8. Utilisez de la gaze de vaseline pour couvrir les plaies et enveloppez-les avec une gaze et un bandage respirant maintenu en place avec du ruban en caoutchouc. Injectez du carprofène par voie sous-cutanée (5 mg/kg) une fois par jour pour soulager la douleur postopératoire. Changez le pansement une fois par jour (utilisation de carprofène pour soulager la douleur).
   REMARQUE: Observez les mouvements et la respiration du rat pour toute anomalie une fois le bandage terminé, et assurez-vous que le pansement respirant est suffisamment serré.
9. Placez une règle sous la plaie et photographiez la plaie avec un appareil photo numérique jusqu’au jour 14. Euthanasier les rats au jour 14 conformément aux lignes directrices institutionnelles sur le soin et l’utilisation des animaux. Coupez le tissu cutané de la plaie à 5 mm du bord de la plaie. Divisez l’échantillon de tissu en deux parties, lavez-les avec du PBS pour éliminer les taches de sang visibles, puis fixez-les avec une solution de paraformaldéhyde à 4%.

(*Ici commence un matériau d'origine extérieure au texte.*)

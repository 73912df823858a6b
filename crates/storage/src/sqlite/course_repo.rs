use std::collections::BTreeSet;

use chrono::{DateTime, Utc};
use learn_core::model::{BlockId, CourseId, Insight, SessionId, UserCourseProgress};
use sqlx::{Row, SqliteConnection};

use super::mapping::{map_course_row, map_insight_row, ser};
use super::{SqliteRepository, conn};
use crate::repository::{CourseProgressRepository, NewInsightRecord, StorageError};

/// Create the course progress row if it does not exist yet.
pub(super) async fn ensure_course_row(
    db: &mut SqliteConnection,
    course_id: &CourseId,
    at: DateTime<Utc>,
) -> Result<(), StorageError> {
    sqlx::query(
        r"
        INSERT INTO course_progress (course_id, total_insights, progress_percentage, last_active_at)
        VALUES (?1, 0, 0.0, ?2)
        ON CONFLICT(course_id) DO NOTHING
        ",
    )
    .bind(course_id.as_str())
    .bind(at)
    .execute(&mut *db)
    .await
    .map_err(conn)?;
    Ok(())
}

async fn completed_blocks(
    db: &mut SqliteConnection,
    course_id: &CourseId,
) -> Result<BTreeSet<BlockId>, StorageError> {
    let rows = sqlx::query("SELECT block_id FROM completed_blocks WHERE course_id = ?1")
        .bind(course_id.as_str())
        .fetch_all(&mut *db)
        .await
        .map_err(conn)?;

    let mut out = BTreeSet::new();
    for row in rows {
        out.insert(BlockId::new(row.try_get::<String, _>("block_id").map_err(ser)?).map_err(ser)?);
    }
    Ok(out)
}

pub(super) async fn load_course_progress(
    db: &mut SqliteConnection,
    course_id: &CourseId,
) -> Result<Option<UserCourseProgress>, StorageError> {
    let row = sqlx::query(
        r"
        SELECT course_id, total_insights, progress_percentage, last_active_at
        FROM course_progress WHERE course_id = ?1
        ",
    )
    .bind(course_id.as_str())
    .fetch_optional(&mut *db)
    .await
    .map_err(conn)?;

    match row {
        Some(row) => {
            let blocks = completed_blocks(db, course_id).await?;
            map_course_row(&row, blocks).map(Some)
        }
        None => Ok(None),
    }
}

#[async_trait::async_trait]
impl CourseProgressRepository for SqliteRepository {
    async fn get_course_progress(
        &self,
        course_id: &CourseId,
    ) -> Result<Option<UserCourseProgress>, StorageError> {
        let mut db = self.pool.acquire().await.map_err(conn)?;
        load_course_progress(&mut *db, course_id).await
    }

    async fn get_completed_blocks(
        &self,
        course_id: &CourseId,
    ) -> Result<BTreeSet<BlockId>, StorageError> {
        let mut db = self.pool.acquire().await.map_err(conn)?;
        completed_blocks(&mut *db, course_id).await
    }

    async fn append_completed_block(
        &self,
        course_id: &CourseId,
        block_id: &BlockId,
        at: DateTime<Utc>,
    ) -> Result<bool, StorageError> {
        let mut tx = self.pool.begin().await.map_err(conn)?;
        ensure_course_row(&mut *tx, course_id, at).await?;

        let res = sqlx::query(
            r"
            INSERT INTO completed_blocks (course_id, block_id, completed_at)
            VALUES (?1, ?2, ?3)
            ON CONFLICT(course_id, block_id) DO NOTHING
            ",
        )
        .bind(course_id.as_str())
        .bind(block_id.as_str())
        .bind(at)
        .execute(&mut *tx)
        .await
        .map_err(conn)?;

        sqlx::query("UPDATE course_progress SET last_active_at = ?1 WHERE course_id = ?2")
            .bind(at)
            .bind(course_id.as_str())
            .execute(&mut *tx)
            .await
            .map_err(conn)?;

        tx.commit().await.map_err(conn)?;
        Ok(res.rows_affected() == 1)
    }

    async fn append_insight(
        &self,
        insight: &NewInsightRecord<'_>,
    ) -> Result<Insight, StorageError> {
        let mut tx = self.pool.begin().await.map_err(conn)?;

        let row = sqlx::query(
            r"
            INSERT INTO insights (session_id, course_id, block_id, text, created_at)
            VALUES (?1, ?2, ?3, ?4, ?5)
            RETURNING id, session_id, course_id, block_id, text, created_at
            ",
        )
        .bind(insight.session_id.as_str())
        .bind(insight.course_id.as_str())
        .bind(insight.block_id.as_str())
        .bind(insight.text.as_str())
        .bind(insight.created_at)
        .fetch_one(&mut *tx)
        .await
        .map_err(conn)?;
        let stored = map_insight_row(&row)?;

        sqlx::query(
            r"
            INSERT INTO course_progress (course_id, total_insights, progress_percentage, last_active_at)
            VALUES (?1, 1, 0.0, ?2)
            ON CONFLICT(course_id) DO UPDATE SET
                total_insights = course_progress.total_insights + 1,
                last_active_at = excluded.last_active_at
            ",
        )
        .bind(insight.course_id.as_str())
        .bind(insight.created_at)
        .execute(&mut *tx)
        .await
        .map_err(conn)?;

        tx.commit().await.map_err(conn)?;
        Ok(stored)
    }

    async fn list_insights(&self, session_id: &SessionId) -> Result<Vec<Insight>, StorageError> {
        let rows = sqlx::query(
            r"
            SELECT id, session_id, course_id, block_id, text, created_at
            FROM insights
            WHERE session_id = ?1
            ORDER BY id ASC
            ",
        )
        .bind(session_id.as_str())
        .fetch_all(&self.pool)
        .await
        .map_err(conn)?;

        let mut out = Vec::with_capacity(rows.len());
        for row in rows {
            out.push(map_insight_row(&row)?);
        }
        Ok(out)
    }
}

4. Calcul de la surface de la plaie avec le logiciel ImageJ

1. Cliquez sur le bouton Fichier après avoir ouvert le logiciel, puis cliquez sur Ouvrir pour ouvrir les images de la plaie.
2. Sélectionnez l’outil Droit et tracez une ligne droite de 1 cm le long de la règle dans les images de la bobine.
3. Cliquez sur la commande Définir l’échelle dans le menu Analyser et définissez la distance connue sur 1.
4. Sélectionnez l’outil Sélections à main levée et esquissez le contour de la blessure sur l’image.
5. Cliquez sur la commande Mesure dans le menu Analyser et lisez la valeur Zone après l’affichage du résultat.

5. Coloration à l’hématoxyline et à l’éosine (H & E)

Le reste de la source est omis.